И хотелось бы оплатить все проблемы и неустойки, но за это, увы, не заплатишь простой бумагой. Как прервать чертов круг? Отказаться от вечной гонки? Неужели из них кто-то правда такого хочет?

— Клятвы? Признания? Предложение съехаться и познакомить тебя с семьей? Этого не будет. — Ибо, продолжая свою речь, поднимается из-за стола и холодно смотрит на мальчишку в ответ, чувствуя, что последние слова слишком жесткие. Их нужно исправить. — Не сейчас. — Ему нужно удержать свои эмоции. Ему нужно попробовать донести до младшего свою тревогу, а также причины этих сомнений и своего молчания. — Я не хочу тебя обманывать, давая ложные и пустые обещания, которых не смогу сдержать. И не хочу того, чтобы ты сам обманулся. — он отвечает честно, но не знает способа, который бы помог ему вложить в свои слова нужный смысл. Как нужно сказать? Ибо не знает. Как ему выразить все свои опасения?

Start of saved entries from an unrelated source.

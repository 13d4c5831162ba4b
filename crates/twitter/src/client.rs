//! X/Twitter API client.

use std::time::Duration;

use {
    async_trait::async_trait,
    herald_config::TwitterConfig,
    herald_publish::{MediaContent, PostError, PostReceipt, Poster},
    reqwest::{
        Client, RequestBuilder, Response,
        multipart::{Form, Part},
    },
    secrecy::{ExposeSecret, Secret},
    serde::de::DeserializeOwned,
    tracing::{debug, instrument},
};

use crate::{
    error::{Error, Result},
    types::{
        ApiErrorBody, CreateTweetRequest, CreateTweetResponse, MediaUploadResponse, TweetMedia,
    },
};

/// Posts tweets with a user access token. One attempt per call.
pub struct TwitterClient {
    client: Client,
    api_url: String,
    upload_url: String,
    access_token: Secret<String>,
}

impl std::fmt::Debug for TwitterClient {
    fn fmt(&self, f: &mut std::fmt::Formatter<'_>) -> std::fmt::Result {
        f.debug_struct("TwitterClient")
            .field("api_url", &self.api_url)
            .field("upload_url", &self.upload_url)
            .field("access_token", &"[REDACTED]")
            .finish()
    }
}

impl TwitterClient {
    pub fn new(config: &TwitterConfig) -> Result<Self> {
        let client = Client::builder()
            .timeout(Duration::from_secs(config.timeout_secs))
            .user_agent(format!("herald/{}", env!("CARGO_PKG_VERSION")))
            .build()?;

        Ok(Self {
            client,
            api_url: config.api_url.trim_end_matches('/').to_string(),
            upload_url: config.upload_url.trim_end_matches('/').to_string(),
            access_token: config.access_token.clone(),
        })
    }

    /// Create a tweet, attaching previously uploaded media ids.
    #[instrument(skip(self, text), fields(media = media_ids.len()))]
    pub async fn create_tweet(&self, text: &str, media_ids: Vec<String>) -> Result<PostReceipt> {
        let body = CreateTweetRequest {
            text,
            media: (!media_ids.is_empty()).then_some(TweetMedia { media_ids }),
        };
        let request = self
            .authorized(self.client.post(format!("{}/2/tweets", self.api_url)))
            .json(&body);

        let created: CreateTweetResponse = read_json(request.send().await?).await?;
        let id = created
            .data
            .id
            .parse::<u64>()
            .map_err(|_| Error::message(format!("unexpected tweet id {:?}", created.data.id)))?;
        debug!(id, "tweet created");

        Ok(PostReceipt {
            id,
            id_str: created.data.id,
        })
    }

    /// Upload media bytes and return the media id to attach.
    #[instrument(skip(self, media), fields(bytes = media.bytes.len()))]
    pub async fn upload_media(&self, media: &MediaContent) -> Result<String> {
        let mut part = Part::bytes(media.bytes.clone())
            .file_name(media.file_name.clone().unwrap_or_else(|| "media".into()));
        if let Some(content_type) = &media.content_type {
            part = part.mime_str(content_type)?;
        }
        let form = Form::new().part("media", part);

        let request = self
            .authorized(
                self.client
                    .post(format!("{}/1.1/media/upload.json", self.upload_url)),
            )
            .multipart(form);

        let uploaded: MediaUploadResponse = read_json(request.send().await?).await?;
        debug!(media_id = %uploaded.media_id_string, "media uploaded");
        Ok(uploaded.media_id_string)
    }

    fn authorized(&self, request: RequestBuilder) -> RequestBuilder {
        request.bearer_auth(self.access_token.expose_secret())
    }
}

/// Decode a success body, or turn an error body into [`Error::Api`].
async fn read_json<T: DeserializeOwned>(response: Response) -> Result<T> {
    let status = response.status();
    let bytes = response.bytes().await?;

    if status.is_success() {
        return Ok(serde_json::from_slice(&bytes)?);
    }

    let message = serde_json::from_slice::<ApiErrorBody>(&bytes)
        .ok()
        .and_then(|body| body.message())
        .unwrap_or_else(|| format!("HTTP {status}"));
    Err(Error::api(status.as_u16(), message))
}

#[async_trait]
impl Poster for TwitterClient {
    async fn post(&self, text: &str) -> std::result::Result<PostReceipt, PostError> {
        Ok(self.create_tweet(text, Vec::new()).await?)
    }

    async fn post_with_media(
        &self,
        text: &str,
        media: &MediaContent,
    ) -> std::result::Result<PostReceipt, PostError> {
        let media_id = self.upload_media(media).await?;
        Ok(self.create_tweet(text, vec![media_id]).await?)
    }
}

Как не оттолкнуть Сынёна окончательно, зная, что он действительно может это сделать. — А-Нён... — парень делает единственную для него попытку подойти к младшему, а потому на его имени голос вновь теплеет, но отчего-то в нем непроизвольно пробивается и та самая жалость, которая сейчас может все испортить, если ее неправильно поймут. — Я просто хочу быть уверенным в том, что все правильно.
[indent] Позволит ли сейчас дотронуться?
                  Ван Ибо не умеет говорить о чувствах. Никогда не умел.